A window of length window_size will traverse the array. The values that fill this window will (optionally) be multiplied with the weights given by the weights vector. The resulting values will be aggregated.

The window at a given row will include the row itself, and the window_size - 1 elements before it.

Usage

<Expr>$rolling_skew(
  window_size,
  ...,
  bias = TRUE,
  min_samples = NULL,
  center = FALSE
)

Arguments

window_size The length of the window in number of elements.
These dots are for future extensions and must be empty.
bias If FALSE, the calculations are corrected for statistical bias.
min_samples The number of values in the window that should be non-null before computing a result.
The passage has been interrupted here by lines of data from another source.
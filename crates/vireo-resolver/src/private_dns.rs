//! Private DNS configuration and validation.
//!
//! Each network carries a private-DNS mode and a set of encrypted
//! servers. Newly configured servers are probed over the encrypted
//! transport by one validation worker each; the observer sees exactly
//! one `InProcess` and exactly one terminal state per validation
//! episode. Servers that are de-configured while their worker is still
//! running keep their entry until the worker finishes; the terminal
//! report for such a server is always `Fail`, after which the entry is
//! dropped.

use crate::{Result, ResolverError};
use parking_lot::Mutex;
use std::collections::HashMap;
use std::net::{IpAddr, SocketAddr};
use std::str::FromStr;
use std::sync::Arc;
use std::time::Duration;
use tokio::time::timeout;
use tracing::{debug, trace};
use vireo_proto::{Message, Name, Question, RecordType, ResponseCode};
use vireo_transport::{DotServerConfig, DotSession, QueryResult, ServerIdentity};

/// Name queried by the validation probe.
const PROBE_HOSTNAME: &str = "dns-tls-probe.vireo.invalid";

/// Deadline for one validation probe.
const DEFAULT_PROBE_TIMEOUT: Duration = Duration::from_secs(5);

/// Private DNS operating mode for one network.
#[derive(Debug, Clone, Copy, PartialEq, Eq)]
pub enum PrivateDnsMode {
    /// No encrypted transport.
    Off,
    /// Use encrypted transport to servers that validate, cleartext
    /// otherwise.
    Opportunistic,
    /// Encrypted transport with hostname verification only; no
    /// cleartext fallback.
    Strict,
}

/// Validation lifecycle of one (network, server) pair.
#[derive(Debug, Clone, Copy, PartialEq, Eq)]
pub enum ValidationState {
    /// A worker is probing the server.
    InProcess,
    /// The probe succeeded.
    Success,
    /// The probe failed, or the server was abandoned mid-probe.
    Fail,
}

/// Receives validation state transitions.
///
/// Calls for one server never overlap; calls for different servers may
/// interleave. The observer must not call back into
/// [`PrivateDnsConfiguration`] from the callback.
pub trait ValidationObserver: Send + Sync {
    /// Exactly one call per state transition.
    fn on_validation_state_update(&self, server: IpAddr, state: ValidationState, netid: u32);
}

/// Read-only view of one network's private DNS state.
#[derive(Debug, Clone)]
pub struct PrivateDnsStatus {
    /// Current mode.
    pub mode: PrivateDnsMode,
    /// Validation state per currently configured server.
    pub servers: Vec<(ServerIdentity, ValidationState)>,
}

impl PrivateDnsStatus {
    fn off() -> Self {
        Self {
            mode: PrivateDnsMode::Off,
            servers: Vec::new(),
        }
    }
}

#[derive(Default)]
struct NetworkState {
    mode: PrivateDnsMode,
    configured: Vec<ServerIdentity>,
    states: HashMap<ServerIdentity, ValidationState>,
    configs: HashMap<ServerIdentity, DotServerConfig>,
}

impl Default for PrivateDnsMode {
    fn default() -> Self {
        Self::Off
    }
}

/// Process-wide private DNS state, keyed by netid.
pub struct PrivateDnsConfiguration {
    inner: Mutex<HashMap<u32, NetworkState>>,
    observer: Mutex<Option<Arc<dyn ValidationObserver>>>,
    probe_timeout: Duration,
}

impl Default for PrivateDnsConfiguration {
    fn default() -> Self {
        Self::new(DEFAULT_PROBE_TIMEOUT)
    }
}

impl PrivateDnsConfiguration {
    /// Creates the configuration store.
    pub fn new(probe_timeout: Duration) -> Self {
        Self {
            inner: Mutex::new(HashMap::new()),
            observer: Mutex::new(None),
            probe_timeout,
        }
    }

    /// Installs the observer. Transitions that happen before an
    /// observer is installed are not replayed.
    pub fn set_observer(&self, observer: Arc<dyn ValidationObserver>) {
        *self.observer.lock() = Some(observer);
    }

    /// Applies a private DNS configuration to `netid`.
    ///
    /// An empty server list turns the mode `Off` and clears the
    /// configured set. A non-empty `hostname` selects `Strict`.
    /// Servers already validating or validated are left alone; new
    /// (and previously failed) servers each get a fresh validation
    /// worker.
    pub fn set(
        self: &Arc<Self>,
        netid: u32,
        mark: u32,
        tls_servers: &[SocketAddr],
        hostname: Option<&str>,
        ca_pem: Option<&str>,
    ) -> Result<()> {
        let hostname = hostname.filter(|h| !h.is_empty());
        let mode = if tls_servers.is_empty() {
            PrivateDnsMode::Off
        } else if hostname.is_some() {
            PrivateDnsMode::Strict
        } else {
            PrivateDnsMode::Opportunistic
        };

        let mut configs: Vec<DotServerConfig> = Vec::with_capacity(tls_servers.len());
        for addr in tls_servers {
            let mut config = match hostname {
                Some(name) => DotServerConfig::strict(addr.ip(), name),
                None => DotServerConfig::opportunistic(addr.ip()),
            }
            .with_port(addr.port());
            if let Some(pem) = ca_pem {
                config = config.with_ca_pem(pem);
            }
            configs.push(config);
        }

        let mut inner = self.inner.lock();
        let state = inner.entry(netid).or_default();
        state.mode = mode;
        state.configured = configs.iter().map(|c| c.identity()).collect();
        state.configs = configs
            .iter()
            .map(|c| (c.identity(), c.clone()))
            .collect();

        // Keep entries for configured servers and for still-running
        // workers; everything else is stale bookkeeping.
        let configured = state.configured.clone();
        state
            .states
            .retain(|id, st| configured.contains(id) || *st == ValidationState::InProcess);

        for config in configs {
            let identity = config.identity();
            match state.states.get(&identity) {
                Some(ValidationState::InProcess) | Some(ValidationState::Success) => {
                    trace!(netid, server = %identity, "validation already underway or done");
                }
                _ => {
                    state.states.insert(identity.clone(), ValidationState::InProcess);
                    self.notify(identity.addr, ValidationState::InProcess, netid);
                    self.spawn_worker(netid, mark, config);
                }
            }
        }

        if state.mode == PrivateDnsMode::Off && state.states.is_empty() {
            inner.remove(&netid);
        }
        Ok(())
    }

    /// Network destroyed: every configured server becomes
    /// no-longer-present. Running workers still report a terminal
    /// `Fail` before their entries disappear.
    pub fn clear(&self, netid: u32) {
        let mut inner = self.inner.lock();
        if let Some(state) = inner.get_mut(&netid) {
            state.mode = PrivateDnsMode::Off;
            state.configured.clear();
            state.configs.clear();
            state
                .states
                .retain(|_, st| *st == ValidationState::InProcess);
            if state.states.is_empty() {
                inner.remove(&netid);
            }
            debug!(netid, "private DNS cleared");
        }
    }

    /// Current mode and per-server validation states for `netid`.
    pub fn status(&self, netid: u32) -> PrivateDnsStatus {
        let inner = self.inner.lock();
        match inner.get(&netid) {
            None => PrivateDnsStatus::off(),
            Some(state) => PrivateDnsStatus {
                mode: state.mode,
                servers: state
                    .configured
                    .iter()
                    .filter_map(|id| {
                        state.states.get(id).map(|st| (id.clone(), *st))
                    })
                    .collect(),
            },
        }
    }

    /// Transport configurations for the validated servers of `netid`,
    /// in configured order. Empty unless the mode demands encryption.
    pub fn validated_servers(&self, netid: u32) -> (PrivateDnsMode, Vec<DotServerConfig>) {
        let inner = self.inner.lock();
        match inner.get(&netid) {
            None => (PrivateDnsMode::Off, Vec::new()),
            Some(state) => {
                let servers = state
                    .configured
                    .iter()
                    .filter(|id| {
                        state.states.get(*id) == Some(&ValidationState::Success)
                    })
                    .filter_map(|id| state.configs.get(id).cloned())
                    .collect();
                (state.mode, servers)
            }
        }
    }

    fn spawn_worker(self: &Arc<Self>, netid: u32, mark: u32, config: DotServerConfig) {
        let this = self.clone();
        let probe_timeout = self.probe_timeout;
        tokio::spawn(async move {
            let identity = config.identity();
            debug!(netid, server = %identity, "validation started");
            let ok = probe(config, mark, probe_timeout).await;
            this.finish_validation(netid, identity, ok);
        });
    }

    fn finish_validation(&self, netid: u32, identity: ServerIdentity, ok: bool) {
        let mut inner = self.inner.lock();

        let (still_wanted, present) = match inner.get(&netid) {
            Some(state) => (
                state.mode != PrivateDnsMode::Off && state.configured.contains(&identity),
                true,
            ),
            None => (false, false),
        };

        // A server that is no longer part of the configuration reports
        // fail regardless of what the probe saw; the result would be
        // unusable anyway.
        let result = if still_wanted && ok {
            ValidationState::Success
        } else {
            ValidationState::Fail
        };
        debug!(netid, server = %identity, ?result, "validation finished");
        self.notify(identity.addr, result, netid);

        if present {
            if let Some(state) = inner.get_mut(&netid) {
                if still_wanted {
                    state.states.insert(identity, result);
                } else {
                    state.states.remove(&identity);
                }
                if state.mode == PrivateDnsMode::Off && state.states.is_empty() {
                    inner.remove(&netid);
                }
            }
        }
    }

    fn notify(&self, server: IpAddr, state: ValidationState, netid: u32) {
        if let Some(observer) = self.observer.lock().clone() {
            observer.on_validation_state_update(server, state, netid);
        }
    }
}

/// Parses address literals for the configuration surface; one bad
/// literal rejects the whole call.
pub fn parse_server_literals(literals: &[String], port: u16) -> Result<Vec<SocketAddr>> {
    literals
        .iter()
        .map(|literal| {
            IpAddr::from_str(literal)
                .map(|ip| SocketAddr::new(ip, port))
                .map_err(|_| {
                    ResolverError::InvalidArgument(format!("bad address literal {literal:?}"))
                })
        })
        .collect()
}

/// Sends the probe query over a fresh session and judges the answer.
async fn probe(config: DotServerConfig, mark: u32, deadline: Duration) -> bool {
    let Ok(name) = Name::from_str(PROBE_HOSTNAME) else {
        return false;
    };
    let query = Message::query(rand::random(), Question::new(name, RecordType::A));

    let session = DotSession::new(config, mark);
    match timeout(deadline, session.query(query.to_wire())).await {
        Ok(QueryResult::Success(bytes)) => match Message::parse(&bytes) {
            Ok(message) => message.rcode() == ResponseCode::NoError,
            Err(_) => false,
        },
        _ => false,
    }
}

#[cfg(test)]
mod tests {
    use super::*;

    fn install_crypto_provider() {
        let _ = rustls::crypto::ring::default_provider().install_default();
    }

    #[test]
    fn literal_parsing_rejects_whole_call() {
        let good = vec!["127.0.2.2".to_string(), "::1".to_string()];
        assert_eq!(parse_server_literals(&good, 853).unwrap().len(), 2);

        let bad = vec!["127.0.2.2".to_string(), "invalid_addr".to_string()];
        assert!(matches!(
            parse_server_literals(&bad, 853),
            Err(ResolverError::InvalidArgument(_))
        ));
    }

    #[tokio::test]
    async fn mode_derivation() {
        install_crypto_provider();
        let pdc = Arc::new(PrivateDnsConfiguration::default());
        let servers = vec!["127.0.2.2:853".parse().unwrap()];

        pdc.set(30, 30, &servers, None, None).unwrap();
        assert_eq!(pdc.status(30).mode, PrivateDnsMode::Opportunistic);

        pdc.set(30, 30, &servers, Some("dns.example.com"), None)
            .unwrap();
        assert_eq!(pdc.status(30).mode, PrivateDnsMode::Strict);

        pdc.set(30, 30, &[], None, None).unwrap();
        assert_eq!(pdc.status(30).mode, PrivateDnsMode::Off);
    }

    #[tokio::test]
    async fn empty_hostname_is_opportunistic() {
        install_crypto_provider();
        let pdc = Arc::new(PrivateDnsConfiguration::default());
        let servers = vec!["127.0.2.2:853".parse().unwrap()];
        pdc.set(30, 30, &servers, Some(""), None).unwrap();
        assert_eq!(pdc.status(30).mode, PrivateDnsMode::Opportunistic);
    }

    #[tokio::test]
    async fn unconfigured_network_reads_off() {
        let pdc = PrivateDnsConfiguration::default();
        let status = pdc.status(99);
        assert_eq!(status.mode, PrivateDnsMode::Off);
        assert!(status.servers.is_empty());
    }
}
If set to NULL (default), it will be set equal to window_size.
center Set the labels at the center of the window.

Details

If you want to compute multiple aggregation statistics over the same dynamic window, consider using $rolling() - this method can cache the window size computation.

Value

A polars expression

Examples

library("polars")

df <- pl$DataFrame(a = c(1, 4, 2, 9))
df$with_columns(
  rolling_skew = pl$col("a")$rolling_skew(3)
)
#> shape: (4, 2)
#> ┌─────┬──────────────┐
#> │ a   ┆ rolling_skew │
#> │ --- ┆ ---          │
#> │ f64 ┆ f64          │
#> ╞═════╪══════════════╡
#> │ 1.0 ┆ null         │
#> │ 4.0 ┆ null         │
#> │ 2.0 ┆ 0.381802     │
#> │ 9.0 ┆ 0.47033      │
#> └─────┴──────────────┘